This is a story from Australia, but I am certain it is true for many other places.
I was sitting one evening and flicking through the channels when my favorite program had yet another, long commercial break. One of the other channels was showing “The Footy Show”, and I paused on it for a few seconds.
The word “Footy” is short for “Australian Rules Football”, one of the preferred sports in Australia. It involves two teams of muscular men with tight clothes and various helmets and bandages, running around on a field and chasing an egg-shaped ball, with the aim of kicking it between two posts. It’s “a man’s game”, you see, where tackles abound.
Just as I was watching, there was a short clip of an incident that had happened during the previous week, in which two players slid on the grass, both trying to get the ball. One of them got it, and as he was getting up, turned and stuck his knee in the face of the other player, who was still lying on the grass. I was horrified at this, but not so the commentators.
The panel on this show consists of 4 or 5 solid-built men, who all found this scene amusing. One of them described the incident and said, “See how he’s giving him just a little kick to the head there?” The others found it incredibly funny and laughed heartily.
The time was just around 8:30pm, when most teenagers are still awake, and I have no doubt that this show is quite popular with them, especially with the boys. So this got me thinking about how something like this can be shown on television during teen viewing hours and how many parents may not think there is anything wrong with what I had seen.
In case you are wondering, I think there are two things wrong:
- Showing endorsement of violence on television by popular personalities delivers the message that it is all right to hurt others, at least in order to win at sports.
- I believe that public figures, including actors, models and players, should be positive role models, because their behavior is watched and repeated by the young public. Showing a player in a violent act, whatever the response that follows, delivers the message that it is OK to use violence and that in sports, as long as you do not get caught by the referee, you can do anything that will help you win.
Now, let us take a look at how many people are involved in delivering this type of message to our young ones:
- The player – he decided to use violence in what I would consider a game. Sure, the stakes are high and winning is important for his salary, his continued employment and the support of his fans, but he could decide that winning still did not justify the use of violence against a player, who is likely to play alongside him in the state or national team anyway.
- The coach – he keeps this player on the team, because he is a winner, never mind that he roughs up the other players sometimes. Maybe the coach was the one that even taught him that “trick”. He could just as well make it clear to the player that violence is unacceptable and that would have been it.
- The team managers – same as the coach.
- The league board – they should not care which team wins, but they do care what the fans want and, as there is no war in Australia, this is the closest thing to it, and it gets the crowds excited. They could very simply have suspended the player for violence long enough to make him, his coach and his team manager think differently.
- The TV show editor – he (or she, but I doubt it) chose to show this clip to the viewers, because it was juicy and aroused emotions on “both sides”. He could have easily exercised responsibility and chosen to exclude this bit from the program as inappropriate.

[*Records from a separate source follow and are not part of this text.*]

//! CSV ingestion
//!
//! Files are read as raw bytes, transcoded to UTF-8 by [`crate::encoding`]
//! and handed to the polars CSV reader with the full file used for schema
//! inference.

use crate::encoding;
use crate::error::{AutolysisError, Result};
use polars::prelude::*;
use std::io::Cursor;
use std::path::Path;
use tracing::{debug, info};

/// Cell values that are read as missing.
const NULL_TOKENS: &[&str] = &[
    "", "#N/A", "#N/A N/A", "#NA", "-1.#IND", "-1.#QNAN", "-NaN", "-nan", "1.#IND", "1.#QNAN",
    "<NA>", "N/A", "NA", "NULL", "NaN", "None", "n/a", "nan", "null",
];

/// Load a CSV file of unknown encoding into a dataframe.
pub fn load_csv(path: impl AsRef<Path>) -> Result<DataFrame> {
    let path = path.as_ref();
    let bytes = std::fs::read(path)?;
    let decoded = encoding::decode(&bytes);
    let df = parse_csv(&decoded.text)?;
    info!(
        "Loaded {} ({} rows x {} columns, {})",
        path.display(),
        df.height(),
        df.width(),
        decoded.encoding.name()
    );
    Ok(df)
}

/// Parse already-decoded CSV text.
///
/// Short rows are padded with nulls; a row with more fields than the header
/// is a [`AutolysisError::Parse`].
pub fn parse_csv(text: &str) -> Result<DataFrame> {
    if text.trim().is_empty() {
        return Err(AutolysisError::EmptyDataset("no columns to parse from file".to_string()));
    }

    let null_values: Vec<String> = NULL_TOKENS.iter().map(|t| t.to_string()).collect();
    let mut df = CsvReadOptions::default()
        .with_has_header(true)
        .with_infer_schema_length(None)
        .map_parse_options(|opts| {
            opts.with_null_values(Some(NullValues::AllColumns(null_values.clone())))
                .with_missing_is_null(true)
        })
        .into_reader_with_file_handle(Cursor::new(text.as_bytes()))
        .finish()
        .map_err(|e| AutolysisError::Parse(e.to_string()))?;

    let names = unnamed_headers(&df);
    df.set_column_names(names.as_slice())?;

    normalize_missing(df)
}

/// Empty header names become `Unnamed: {index}`.
fn unnamed_headers(df: &DataFrame) -> Vec<String> {
    df.get_column_names()
        .into_iter()
        .enumerate()
        .map(|(idx, name)| {
            if name.trim().is_empty() {
                format!("Unnamed: {}", idx)
            } else {
                name.to_string()
            }
        })
        .collect()
}

/// Every NaN spelling is a missing value.
///
/// Float columns get their NaN cells nulled. Text columns whose values all
/// parse as floats (a numeric column holding e.g. `NAN` or `Nan`, which the
/// reader does not infer as numbers) become `Float64` first.
fn normalize_missing(df: DataFrame) -> Result<DataFrame> {
    let columns = df
        .get_columns()
        .iter()
        .map(normalize_column)
        .collect::<Result<Vec<_>>>()?;
    Ok(DataFrame::new(columns)?)
}

fn normalize_column(series: &Series) -> Result<Series> {
    let floats = match series.dtype() {
        DataType::Float64 => series.clone(),
        DataType::String if series.null_count() < series.len() => {
            let cast = series.cast(&DataType::Float64)?;
            if cast.null_count() != series.null_count() {
                return Ok(series.clone());
            }
            debug!("Column {} holds only numbers and NaN spellings", series.name());
            cast
        }
        _ => return Ok(series.clone()),
    };

    let ca: Float64Chunked = floats
        .f64()?
        .into_iter()
        .map(|v| v.filter(|x| !x.is_nan()))
        .collect();
    Ok(ca.with_name(series.name()).into_series())
}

- The commentator – they could say very negative things about the behavior shown, but not one of them did. They all laughed and topped up the first comments with some cleverness of their own. But they are there to entertain, and this is what the people at home want, right?
- In the case of teens watching at home, their parents – they should care first and foremost for their kids’ attitude towards sports and other people. To them, who wins and who loses should be far less important, but is it? Maybe they cannot see the problem?
When I was growing up, I followed my hometown’s team and my country’s team and I wanted them to win. I went to games and I cared and I yelled and I clapped and I got excited. Then, we moved to the US, where I did not know any of the teams, the sports were different and I did not care anymore. When we moved to Australia, the games changes again, this time to games I had not seen as a child, and I did not even bother to get involved.
I think this position made me look at “The Footy Show” and that violence scene without the emotions so typical to sports fans, and maybe this is the key to correcting the situation – detachment.
People out there, sport is exciting and glorious and entertaining, but if you take away your own emotional involvement, it is just a bunch of young men in shorts chasing a piece of inflated rubber, while in the meantime, they are delivering some powerful destructive message into our kids’ heads.
Wake up, I say, grab the remote and turn the TV off or switch to the most peaceful channel you can find (and there are not many). Let your kids grow up in peace.